Here’s a butterfly that has certain markings that let birds know not to eat it.  It tells the world around it that it is poisonous.

Here is a moth with the exact same markings as this butterfly.  It’s not poisonous, it has just developed these colors to fool the birds. 

So I just sat there and went, hum.

Apparently I was supposed to imagine a moth, Mr. Tildy we can call him, who looked up one day and said, Wow!  Look at that butterfly!  That’s so cool!  He’s not getting eaten because of his markings!  I want those markings.  What a great way to avoid being eaten by birds!

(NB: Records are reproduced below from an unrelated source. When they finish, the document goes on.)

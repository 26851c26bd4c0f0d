/// Uploaded file metadata
///
/// The bytes live on local disk; this table records where, and which task
/// (if any) the file was last attached to.
///
/// # Schema
///
/// ```sql
/// CREATE TABLE files (
///     id UUID PRIMARY KEY DEFAULT gen_random_uuid(),
///     filename VARCHAR(255) NOT NULL,
///     filepath VARCHAR(1024) NOT NULL,
///     mimetype VARCHAR(255) NOT NULL,
///     size BIGINT NOT NULL,
///     uploaded_by UUID NOT NULL,
///     task_id UUID,
///     created_at TIMESTAMPTZ NOT NULL DEFAULT NOW(),
///     updated_at TIMESTAMPTZ NOT NULL DEFAULT NOW()
/// );
/// ```

use chrono::{DateTime, Utc};
use serde::Serialize;
use sqlx::PgPool;
use uuid::Uuid;

const FILE_COLUMNS: &str =
    "id, filename, filepath, mimetype, size, uploaded_by, task_id, created_at, updated_at";

#[derive(Debug, Clone, Serialize, sqlx::FromRow)]
#[serde(rename_all = "camelCase")]
pub struct File {
    #[serde(rename = "_id")]
    pub id: Uuid,

    /// Name of the stored file inside the upload directory
    pub filename: String,

    /// Path the bytes were written to, relative to the server's working dir
    pub filepath: String,

    pub mimetype: String,

    /// Size in bytes
    pub size: i64,

    pub uploaded_by: Uuid,

    /// Back-reference to a task; may be stale
    #[serde(rename = "task")]
    pub task_id: Option<Uuid>,

    pub created_at: DateTime<Utc>,

    pub updated_at: DateTime<Utc>,
}

#[derive(Debug, Clone)]
pub struct CreateFile {
    pub filename: String,
    pub filepath: String,
    pub mimetype: String,
    pub size: i64,
    pub uploaded_by: Uuid,
}

impl File {
    pub async fn create(pool: &PgPool, data: CreateFile) -> Result<Self, sqlx::Error> {
        let query = format!(
            "INSERT INTO files (filename, filepath, mimetype, size, uploaded_by)
             VALUES ($1, $2, $3, $4, $5)
             RETURNING {FILE_COLUMNS}"
        );

        sqlx::query_as::<_, File>(&query)
            .bind(data.filename)
            .bind(data.filepath)
            .bind(data.mimetype)
            .bind(data.size)
            .bind(data.uploaded_by)
            .fetch_one(pool)
            .await
    }

    pub async fn find_by_id(pool: &PgPool, id: Uuid) -> Result<Option<Self>, sqlx::Error> {
        let query = format!("SELECT {FILE_COLUMNS} FROM files WHERE id = $1");

        sqlx::query_as::<_, File>(&query)
            .bind(id)
            .fetch_optional(pool)
            .await
    }

    /// Loads the files among `ids`, in the order the ids are given
    ///
    /// Unknown ids are skipped.
    pub async fn find_by_ids(pool: &PgPool, ids: &[Uuid]) -> Result<Vec<Self>, sqlx::Error> {
        if ids.is_empty() {
            return Ok(Vec::new());
        }

        let query = format!(
            "SELECT {FILE_COLUMNS} FROM files
             WHERE id = ANY($1)
             ORDER BY array_position($1, id)"
        );

        sqlx::query_as::<_, File>(&query)
            .bind(ids)
            .fetch_all(pool)
            .await
    }

    /// Points every file in `ids` at `task_id`
    ///
    /// Returns how many rows changed. Files previously attached elsewhere are
    /// simply re-pointed; nothing clears the reference of files dropped from
    /// a task.
    pub async fn attach_to_task(
        pool: &PgPool,
        task_id: Uuid,
        ids: &[Uuid],
    ) -> Result<u64, sqlx::Error> {
        if ids.is_empty() {
            return Ok(0);
        }

        let result = sqlx::query(
            "UPDATE files SET task_id = $1, updated_at = NOW() WHERE id = ANY($2)",
        )
        .bind(task_id)
        .bind(ids)
        .execute(pool)
        .await?;

        Ok(result.rows_affected())
    }
}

So Mr. Tildy went off and changed his coloring.  He looked in his little mirror and was pleased with the results.  He was not eaten by the birds because they thought he was poisonous like the butterfly.

And so Mr. Tildy told the other moths he knew to do the same.  And they did.  And they lived happily ever after.

The end.

To my mind, even Beatrix Potter provides a truer explanation of how nature works than this.

Now admittedly I am an old lady, and perhaps this “science” is taught differently nowadays.

But, really, I’ve heard more “and the animal wanted such-and-such and went off and changed itself so it could have what it wanted” statements than I care to admit.  Would that I carried a heavy stick in order to whack anyone who gleamed after stating this or hearing such a statement.

First, a butterfly flies in the daytime.  Moths fly, generally, at night.

Was Mr. Tildy on the day shift that year and just happened to see the right-colored butterfly on his way home from work?

How did Mr. Tildy understanding the relationship between the coloring and messaging to the birds?

How did Mr. Tildy find an ability to physically change himself through willing himself to be changed? (My favorite question I will admit.)

How does will effect changes in one’s physical appearance?

I mean, I’m a human, and I can’t will my appearance to change.

So how is it that a moth can do it?

The profound discrimination against Sacred Earth, our refusal to treat it as something real, has made us blind to it’s powers.

I have been watching documentaries on the Earth from a scientific point-of-view (and I will be reading The Origin of Species this summer).  And some of this has been fun.

Moths actually do something quite spectacular.

Flying about at night they tend to run into bats.  And bats like to eat them.

Bats use echolocation to find their way about in the dark: they send out a sound and listen to how it bounces off of something to determine what and where something is.

There are moths that can actually make certain sounds that jam the echolocation function of the bat.  Confuse it.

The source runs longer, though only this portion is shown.